Cited in Practical Christianity, October-December 1975 published by the Officers’ Christian Union, now the Armed Forces’ Christian Union.
On a grey June day in 1941, when the submarine war was at its height, the British troopship Anselm, packed with Air Force men, slipped its moorings in Liverpool and set off across the Atlantic with its destination Ghana. For wartime security, the ship should have been sailing with a convoy that had left 24 hours earlier, but engine trouble forced it to return, so that next day it set out alone.
Cecil Pugh was the Chaplain. A man of prayer, he had learned to listen to God for His daily direction. When war came, he left the security of a suburban church in North London to minister to the flood of recruits who were rushing to join the Air Force. He believed that, whatever the outcome of the war, men who put their trust in Christ and were re-made by Him, and then listened to God and the Bible, would be needed to rebuild the world and create peace and to tell the fact that Christ can change us and remake us to serve Him.
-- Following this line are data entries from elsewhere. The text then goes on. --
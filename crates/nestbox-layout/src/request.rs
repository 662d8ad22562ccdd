// ABOUTME: JSON layout requests as sent by hosts: tree, optional sizes, optional box.
// ABOUTME: Structural problems surface as InvalidLayoutTree instead of generic JSON errors.

use nestbox_core::Rect;
use serde::{Deserialize, Deserializer, Serialize};
use serde_json::{Map, Value};

use crate::engine::{compute_layout, LayoutResult};
use crate::{LayoutError, LayoutNode, SizeMap};

#[derive(Debug, Clone, PartialEq, Serialize)]
pub struct LayoutRequest {
    pub layout: LayoutNode,
    #[serde(skip_serializing_if = "Option::is_none")]
    pub sizes: Option<SizeMap>,
    #[serde(rename = "box", skip_serializing_if = "Option::is_none")]
    pub outer: Option<Rect>,
}

impl LayoutRequest {
    pub fn new(layout: LayoutNode) -> Self {
        Self {
            layout,
            sizes: None,
            outer: None,
        }
    }

    pub fn from_json(json: &str) -> Result<Self, LayoutError> {
        let value: Value = serde_json::from_str(json)?;
        Self::try_from(value)
    }

    /// Lay out the request, using `default_box` when it carries none
    pub fn compute(&self, default_box: Rect) -> Result<LayoutResult, LayoutError> {
        compute_layout(
            &self.layout,
            self.sizes.as_ref(),
            self.outer.unwrap_or(default_box),
        )
    }
}

impl TryFrom<Value> for LayoutRequest {
    type Error = LayoutError;

    fn try_from(value: Value) -> Result<Self, Self::Error> {
        let Value::Object(mut map) = value else {
            return Err(LayoutError::invalid("layout request must be a JSON object"));
        };

        let layout = map
            .remove("layout")
            .ok_or_else(|| LayoutError::invalid("layout request is missing `layout`"))?;
        let layout = LayoutNode::try_from(layout)?;

        let sizes = match map.remove("sizes") {
            None | Some(Value::Null) => None,
            Some(v) => Some(serde_json::from_value(v)?),
        };

        let outer = match map.remove("box") {
            None | Some(Value::Null) => None,
            Some(Value::Object(b)) => Some(rect_from_map(&b)?),
            Some(other) => {
                return Err(LayoutError::invalid(format!(
                    "box must be an object, found {other}"
                )))
            }
        };

        Ok(Self {
            layout,
            sizes,
            outer,
        })
    }
}

impl<'de> Deserialize<'de> for LayoutRequest {
    fn deserialize<D: Deserializer<'de>>(deserializer: D) -> Result<Self, D::Error> {
        let value = Value::deserialize(deserializer)?;
        LayoutRequest::try_from(value).map_err(serde::de::Error::custom)
    }
}

fn rect_from_map(map: &Map<String, Value>) -> Result<Rect, LayoutError> {
    let required = |key: &str| {
        map.get(key)
            .and_then(Value::as_f64)
            .ok_or_else(|| LayoutError::invalid(format!("box is missing numeric `{key}`")))
    };
    let offset = |key: &str| match map.get(key) {
        None | Some(Value::Null) => Ok(0.0),
        Some(v) => v
            .as_f64()
            .ok_or_else(|| LayoutError::invalid(format!("box `{key}` must be a number, found {v}"))),
    };

    Ok(Rect {
        x: offset("x")?,
        y: offset("y")?,
        width: required("width")?,
        height: required("height")?,
    })
}

#[cfg(test)]
mod tests {
    use super::*;
    use nestbox_core::{PixelBox, SizeSpec};

    #[test]
    fn full_request_computes() {
        let request = LayoutRequest::from_json(
            r#"{
                "layout": { "orientation": "horizontal", "children": ["foo", "bar"] },
                "sizes": { "foo": { "size": "60px" } },
                "box": { "width": 100, "height": 100 }
            }"#,
        )
        .unwrap();

        assert_eq!(request.outer, Some(Rect::sized(100.0, 100.0)));
        let result = request.compute(Rect::sized(1.0, 1.0)).unwrap();
        assert_eq!(result["foo"], PixelBox::new(0, 0, 60, 100));
        assert_eq!(result["bar"], PixelBox::new(60, 0, 40, 100));
    }

    #[test]
    fn null_sizes_and_missing_box_use_defaults() {
        let request = LayoutRequest::from_json(r#"{ "layout": "foo", "sizes": null }"#).unwrap();
        assert_eq!(request.sizes, None);
        let result = request.compute(Rect::new(5.0, 6.0, 7.0, 8.0)).unwrap();
        assert_eq!(result["foo"], PixelBox::new(5, 6, 7, 8));
    }

    #[test]
    fn box_without_height_is_invalid() {
        let err = LayoutRequest::from_json(r#"{ "layout": "foo", "box": { "width": 10 } }"#).unwrap_err();
        assert!(matches!(err, LayoutError::InvalidLayoutTree(_)));
        assert!(err.to_string().contains("height"));
    }

    #[test]
    fn missing_layout_is_invalid() {
        let err = LayoutRequest::from_json(r#"{ "box": { "width": 10, "height": 10 } }"#).unwrap_err();
        assert!(matches!(err, LayoutError::InvalidLayoutTree(_)));
    }

    #[test]
    fn syntax_errors_are_json_errors() {
        let err = LayoutRequest::from_json("{ layout").unwrap_err();
        assert!(matches!(err, LayoutError::Json(_)));
    }

    #[test]
    fn deserializes_through_serde() {
        let request: LayoutRequest = serde_json::from_str(
            r#"{ "layout": { "orientation": "vertical", "children": ["a", "b"] }, "box": { "width": 10, "height": 20 } }"#,
        )
        .unwrap();
        let result = request.compute(Rect::sized(1.0, 1.0)).unwrap();
        assert_eq!(result["b"], PixelBox::new(0, 10, 10, 10));

        let err = serde_json::from_str::<LayoutRequest>(r#"{ "layout": "a", "box": { "height": 5 } }"#)
            .unwrap_err();
        assert!(err.to_string().contains("width"));
    }

    #[test]
    fn serializes_with_box_key() {
        let mut request = LayoutRequest::new(LayoutNode::leaf("a"));
        request.outer = Some(Rect::sized(3.0, 4.0));
        request.sizes = Some(
            [("a".to_string(), crate::ComponentSize::sized(SizeSpec::Absolute(2)))]
                .into_iter()
                .collect(),
        );
        let json = serde_json::to_value(&request).unwrap();
        assert_eq!(json["box"]["width"], 3.0);
        assert_eq!(json["sizes"]["a"]["size"], "2px");
        let back = LayoutRequest::try_from(json).unwrap();
        assert_eq!(back, request);
    }
}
At 5am on 5 July 1941, the Anselm was found by a submarine. Hit by two torpedoes amidships, she began to sink immediately. There was a panic on board and utter confusion in the early morning darkness. Unskilled hands tried to launch the lifeboats, so that some stuck on the davits, and others landed upside down in the water.
Cecil Pugh, who had been in the sick bay, came up in his dressing gown and ‘seemed to be everywhere at once.’ Because he was not thinking of himself, his presence calmed the panic. The rest of the lifeboats were lowered safely, but there were still many without a place. Cecil went round the ship encouraging men to jump to safety. One man, hesitating on the deck, felt Cyril’s hand on his shoulder and his voice in his ear, “Go with God”. He jumped – and lived to tell the tale.
Finally, Pugh heard that there were some men trapped in the hold where the torpedoes had hit. The means of escape were blown away. They were wounded, so there was no hope for them. Pugh ordered a group of marines, who were standing round the open hatchway leading to the hold, to tie a rope round him and lower him in. The sergeant in charge refused.
“If you go down there, Bish, you’ll never get out”. “My faith in God,” Pugh insisted, “Is greater than my fear of death. I must be where these men are”.
The marines then did as he asked and lowered him into the hold, which was already awash with water. They watched as Pugh reached the wounded men and began to pray with them. When the inrushing water reached Pugh’s shoulders, the marines turned away and jumped themselves to safety.